Activity:
A line qualifies if it holds the string "Scripts". Copy every qualifying line from the records.

Stored items:

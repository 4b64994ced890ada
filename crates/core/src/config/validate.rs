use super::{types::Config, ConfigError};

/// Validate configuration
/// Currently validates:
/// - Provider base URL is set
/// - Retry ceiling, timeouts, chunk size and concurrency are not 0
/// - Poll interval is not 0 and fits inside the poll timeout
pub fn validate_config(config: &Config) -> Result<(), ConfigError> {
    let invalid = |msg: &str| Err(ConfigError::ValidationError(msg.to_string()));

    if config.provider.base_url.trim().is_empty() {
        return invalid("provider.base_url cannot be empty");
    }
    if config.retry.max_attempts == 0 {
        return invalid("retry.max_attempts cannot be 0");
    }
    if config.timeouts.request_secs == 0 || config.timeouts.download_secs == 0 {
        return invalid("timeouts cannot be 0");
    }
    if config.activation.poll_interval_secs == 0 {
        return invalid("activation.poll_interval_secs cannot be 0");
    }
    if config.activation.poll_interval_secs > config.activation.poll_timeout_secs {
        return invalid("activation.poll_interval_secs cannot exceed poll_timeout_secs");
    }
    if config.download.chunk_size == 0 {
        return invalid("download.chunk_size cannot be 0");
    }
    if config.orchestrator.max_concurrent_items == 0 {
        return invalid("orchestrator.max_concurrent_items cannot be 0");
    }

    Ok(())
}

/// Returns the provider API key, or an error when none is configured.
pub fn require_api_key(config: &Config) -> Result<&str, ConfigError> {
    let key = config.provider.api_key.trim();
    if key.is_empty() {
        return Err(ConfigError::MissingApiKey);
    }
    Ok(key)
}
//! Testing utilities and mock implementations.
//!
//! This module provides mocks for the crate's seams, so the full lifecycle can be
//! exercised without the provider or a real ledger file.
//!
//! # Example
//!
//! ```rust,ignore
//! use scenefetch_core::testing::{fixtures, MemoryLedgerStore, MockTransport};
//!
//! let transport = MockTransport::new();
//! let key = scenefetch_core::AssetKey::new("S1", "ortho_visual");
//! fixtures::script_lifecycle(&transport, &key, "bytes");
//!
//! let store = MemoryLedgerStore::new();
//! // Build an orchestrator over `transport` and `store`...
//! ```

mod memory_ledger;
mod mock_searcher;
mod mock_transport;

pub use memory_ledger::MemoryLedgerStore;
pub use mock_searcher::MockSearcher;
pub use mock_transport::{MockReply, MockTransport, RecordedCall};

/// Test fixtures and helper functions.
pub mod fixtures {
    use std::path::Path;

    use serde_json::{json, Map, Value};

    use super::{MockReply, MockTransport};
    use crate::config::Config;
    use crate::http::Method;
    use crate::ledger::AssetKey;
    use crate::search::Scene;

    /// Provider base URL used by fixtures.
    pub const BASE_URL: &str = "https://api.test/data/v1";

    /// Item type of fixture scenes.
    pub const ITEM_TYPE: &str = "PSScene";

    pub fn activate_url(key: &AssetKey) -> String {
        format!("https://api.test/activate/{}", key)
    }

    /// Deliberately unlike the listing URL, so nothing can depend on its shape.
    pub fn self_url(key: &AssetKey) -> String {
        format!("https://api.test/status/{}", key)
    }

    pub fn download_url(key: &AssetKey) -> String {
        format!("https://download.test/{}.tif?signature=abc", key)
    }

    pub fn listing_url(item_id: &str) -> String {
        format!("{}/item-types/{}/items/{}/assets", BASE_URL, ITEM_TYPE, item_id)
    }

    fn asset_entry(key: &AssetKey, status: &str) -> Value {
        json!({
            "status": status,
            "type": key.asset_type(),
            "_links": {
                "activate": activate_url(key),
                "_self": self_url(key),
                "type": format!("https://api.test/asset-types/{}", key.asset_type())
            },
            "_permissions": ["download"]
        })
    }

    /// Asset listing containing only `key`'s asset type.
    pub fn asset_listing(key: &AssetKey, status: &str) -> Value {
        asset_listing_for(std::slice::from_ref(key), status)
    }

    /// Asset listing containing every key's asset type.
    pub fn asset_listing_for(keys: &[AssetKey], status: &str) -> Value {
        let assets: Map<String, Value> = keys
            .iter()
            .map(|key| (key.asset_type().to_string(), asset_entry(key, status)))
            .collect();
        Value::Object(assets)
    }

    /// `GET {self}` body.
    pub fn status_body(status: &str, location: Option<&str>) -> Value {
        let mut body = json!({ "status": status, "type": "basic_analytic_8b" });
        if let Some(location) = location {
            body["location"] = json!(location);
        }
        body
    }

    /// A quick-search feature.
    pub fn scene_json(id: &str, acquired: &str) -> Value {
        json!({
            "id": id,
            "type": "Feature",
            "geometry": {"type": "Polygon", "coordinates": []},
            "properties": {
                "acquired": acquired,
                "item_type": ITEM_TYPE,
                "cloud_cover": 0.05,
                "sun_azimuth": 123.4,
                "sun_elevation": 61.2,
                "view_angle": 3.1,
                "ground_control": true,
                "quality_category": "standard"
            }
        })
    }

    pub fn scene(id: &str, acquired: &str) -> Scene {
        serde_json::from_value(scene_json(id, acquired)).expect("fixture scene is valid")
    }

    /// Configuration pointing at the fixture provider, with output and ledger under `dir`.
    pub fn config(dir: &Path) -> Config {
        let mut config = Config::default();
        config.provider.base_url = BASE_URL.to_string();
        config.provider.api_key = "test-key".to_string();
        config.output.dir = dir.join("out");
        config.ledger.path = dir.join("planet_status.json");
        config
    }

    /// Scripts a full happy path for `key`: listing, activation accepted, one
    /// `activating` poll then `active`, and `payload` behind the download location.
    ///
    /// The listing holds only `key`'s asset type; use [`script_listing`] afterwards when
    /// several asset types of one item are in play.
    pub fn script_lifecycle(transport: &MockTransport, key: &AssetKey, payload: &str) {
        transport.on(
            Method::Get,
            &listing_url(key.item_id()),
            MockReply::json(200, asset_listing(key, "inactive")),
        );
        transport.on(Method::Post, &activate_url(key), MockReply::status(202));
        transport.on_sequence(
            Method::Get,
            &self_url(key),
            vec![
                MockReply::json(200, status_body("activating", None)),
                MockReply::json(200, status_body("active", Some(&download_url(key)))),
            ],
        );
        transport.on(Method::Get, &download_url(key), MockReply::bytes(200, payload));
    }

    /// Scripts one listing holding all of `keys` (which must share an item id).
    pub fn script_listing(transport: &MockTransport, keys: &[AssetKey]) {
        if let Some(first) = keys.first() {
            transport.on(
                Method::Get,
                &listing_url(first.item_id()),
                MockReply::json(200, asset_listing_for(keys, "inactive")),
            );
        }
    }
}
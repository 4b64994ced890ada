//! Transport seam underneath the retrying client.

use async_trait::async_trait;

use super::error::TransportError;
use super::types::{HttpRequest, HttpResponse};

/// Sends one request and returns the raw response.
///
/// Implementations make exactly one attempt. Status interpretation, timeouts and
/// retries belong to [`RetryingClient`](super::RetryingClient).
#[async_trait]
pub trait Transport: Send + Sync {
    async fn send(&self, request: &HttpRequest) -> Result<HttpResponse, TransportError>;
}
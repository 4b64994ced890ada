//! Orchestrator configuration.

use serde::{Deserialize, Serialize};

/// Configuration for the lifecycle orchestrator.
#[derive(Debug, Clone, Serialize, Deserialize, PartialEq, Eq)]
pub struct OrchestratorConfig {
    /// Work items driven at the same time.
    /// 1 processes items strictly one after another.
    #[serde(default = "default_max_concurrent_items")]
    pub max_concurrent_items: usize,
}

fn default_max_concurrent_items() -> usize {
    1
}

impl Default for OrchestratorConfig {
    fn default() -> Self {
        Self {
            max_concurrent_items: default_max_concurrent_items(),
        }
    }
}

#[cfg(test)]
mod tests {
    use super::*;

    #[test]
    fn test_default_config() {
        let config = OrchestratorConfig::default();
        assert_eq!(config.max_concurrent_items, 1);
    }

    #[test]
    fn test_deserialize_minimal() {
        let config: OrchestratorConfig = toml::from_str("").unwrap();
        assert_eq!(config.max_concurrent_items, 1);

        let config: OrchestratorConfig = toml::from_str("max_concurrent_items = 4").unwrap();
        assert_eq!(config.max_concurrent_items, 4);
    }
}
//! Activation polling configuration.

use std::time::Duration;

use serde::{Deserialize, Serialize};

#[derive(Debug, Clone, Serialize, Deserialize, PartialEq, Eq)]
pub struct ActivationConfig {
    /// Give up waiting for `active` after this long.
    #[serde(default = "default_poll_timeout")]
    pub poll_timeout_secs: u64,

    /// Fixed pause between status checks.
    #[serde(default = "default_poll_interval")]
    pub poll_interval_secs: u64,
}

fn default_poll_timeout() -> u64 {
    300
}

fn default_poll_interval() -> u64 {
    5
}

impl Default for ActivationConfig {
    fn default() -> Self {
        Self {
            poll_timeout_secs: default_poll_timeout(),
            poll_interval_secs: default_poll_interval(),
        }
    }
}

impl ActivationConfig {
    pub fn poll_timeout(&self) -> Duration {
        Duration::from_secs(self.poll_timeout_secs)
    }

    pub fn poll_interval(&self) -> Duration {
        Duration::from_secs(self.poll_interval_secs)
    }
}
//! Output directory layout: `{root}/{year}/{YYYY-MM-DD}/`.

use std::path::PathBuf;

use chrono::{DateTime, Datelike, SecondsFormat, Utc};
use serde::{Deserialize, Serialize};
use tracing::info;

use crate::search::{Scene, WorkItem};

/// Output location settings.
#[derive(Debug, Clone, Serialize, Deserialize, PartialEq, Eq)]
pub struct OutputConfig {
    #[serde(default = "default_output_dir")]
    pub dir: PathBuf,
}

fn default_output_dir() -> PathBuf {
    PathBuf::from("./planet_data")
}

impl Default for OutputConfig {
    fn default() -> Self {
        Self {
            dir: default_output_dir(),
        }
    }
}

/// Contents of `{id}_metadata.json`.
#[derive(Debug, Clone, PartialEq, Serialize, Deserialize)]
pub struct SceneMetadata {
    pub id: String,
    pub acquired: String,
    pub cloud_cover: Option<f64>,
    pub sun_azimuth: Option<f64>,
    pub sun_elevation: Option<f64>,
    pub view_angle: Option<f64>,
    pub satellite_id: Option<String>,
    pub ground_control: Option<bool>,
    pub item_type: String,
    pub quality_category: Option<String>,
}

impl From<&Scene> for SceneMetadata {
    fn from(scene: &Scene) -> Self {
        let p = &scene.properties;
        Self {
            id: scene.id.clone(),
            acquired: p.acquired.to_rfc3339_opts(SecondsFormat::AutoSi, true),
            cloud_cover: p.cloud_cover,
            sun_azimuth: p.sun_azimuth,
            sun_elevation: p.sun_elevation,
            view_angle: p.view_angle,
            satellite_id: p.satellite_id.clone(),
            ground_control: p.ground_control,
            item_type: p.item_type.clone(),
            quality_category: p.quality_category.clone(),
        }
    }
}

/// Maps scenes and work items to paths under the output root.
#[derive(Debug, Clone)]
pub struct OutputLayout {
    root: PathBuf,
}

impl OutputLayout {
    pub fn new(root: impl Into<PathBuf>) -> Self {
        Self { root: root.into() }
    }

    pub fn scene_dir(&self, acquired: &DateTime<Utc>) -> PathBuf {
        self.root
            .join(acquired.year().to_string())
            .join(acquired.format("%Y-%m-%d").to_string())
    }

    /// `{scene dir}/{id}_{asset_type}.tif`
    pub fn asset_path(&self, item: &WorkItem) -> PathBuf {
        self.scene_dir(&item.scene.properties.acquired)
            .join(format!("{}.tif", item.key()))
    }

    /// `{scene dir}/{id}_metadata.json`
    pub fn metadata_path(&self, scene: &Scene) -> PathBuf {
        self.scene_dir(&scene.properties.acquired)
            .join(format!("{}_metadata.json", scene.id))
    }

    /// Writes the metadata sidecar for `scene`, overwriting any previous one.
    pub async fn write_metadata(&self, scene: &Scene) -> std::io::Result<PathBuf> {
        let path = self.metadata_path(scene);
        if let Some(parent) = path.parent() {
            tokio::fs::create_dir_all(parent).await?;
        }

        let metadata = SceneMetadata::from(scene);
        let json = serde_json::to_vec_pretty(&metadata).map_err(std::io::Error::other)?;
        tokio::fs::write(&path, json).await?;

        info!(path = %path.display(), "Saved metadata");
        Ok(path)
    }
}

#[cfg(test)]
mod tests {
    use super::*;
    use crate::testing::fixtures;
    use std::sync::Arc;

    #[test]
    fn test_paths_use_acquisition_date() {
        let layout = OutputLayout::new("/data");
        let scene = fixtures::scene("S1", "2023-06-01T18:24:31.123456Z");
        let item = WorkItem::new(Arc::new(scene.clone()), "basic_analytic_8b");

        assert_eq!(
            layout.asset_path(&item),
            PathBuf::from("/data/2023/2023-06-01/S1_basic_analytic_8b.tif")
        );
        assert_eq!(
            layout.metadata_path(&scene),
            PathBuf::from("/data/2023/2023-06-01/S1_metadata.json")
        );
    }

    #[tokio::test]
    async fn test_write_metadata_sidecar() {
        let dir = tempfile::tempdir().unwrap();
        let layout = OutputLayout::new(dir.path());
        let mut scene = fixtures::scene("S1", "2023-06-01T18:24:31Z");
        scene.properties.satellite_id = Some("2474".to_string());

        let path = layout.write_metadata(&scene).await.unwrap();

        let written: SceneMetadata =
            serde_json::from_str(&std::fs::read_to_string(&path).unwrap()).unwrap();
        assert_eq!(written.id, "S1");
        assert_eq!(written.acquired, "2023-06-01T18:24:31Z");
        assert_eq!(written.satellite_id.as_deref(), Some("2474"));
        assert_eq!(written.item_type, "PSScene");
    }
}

Response:
    /// Scripts a full happy path for `key`: listing, activation accepted, one
    /// Scripts one listing holding all of `keys` (which must share an item id).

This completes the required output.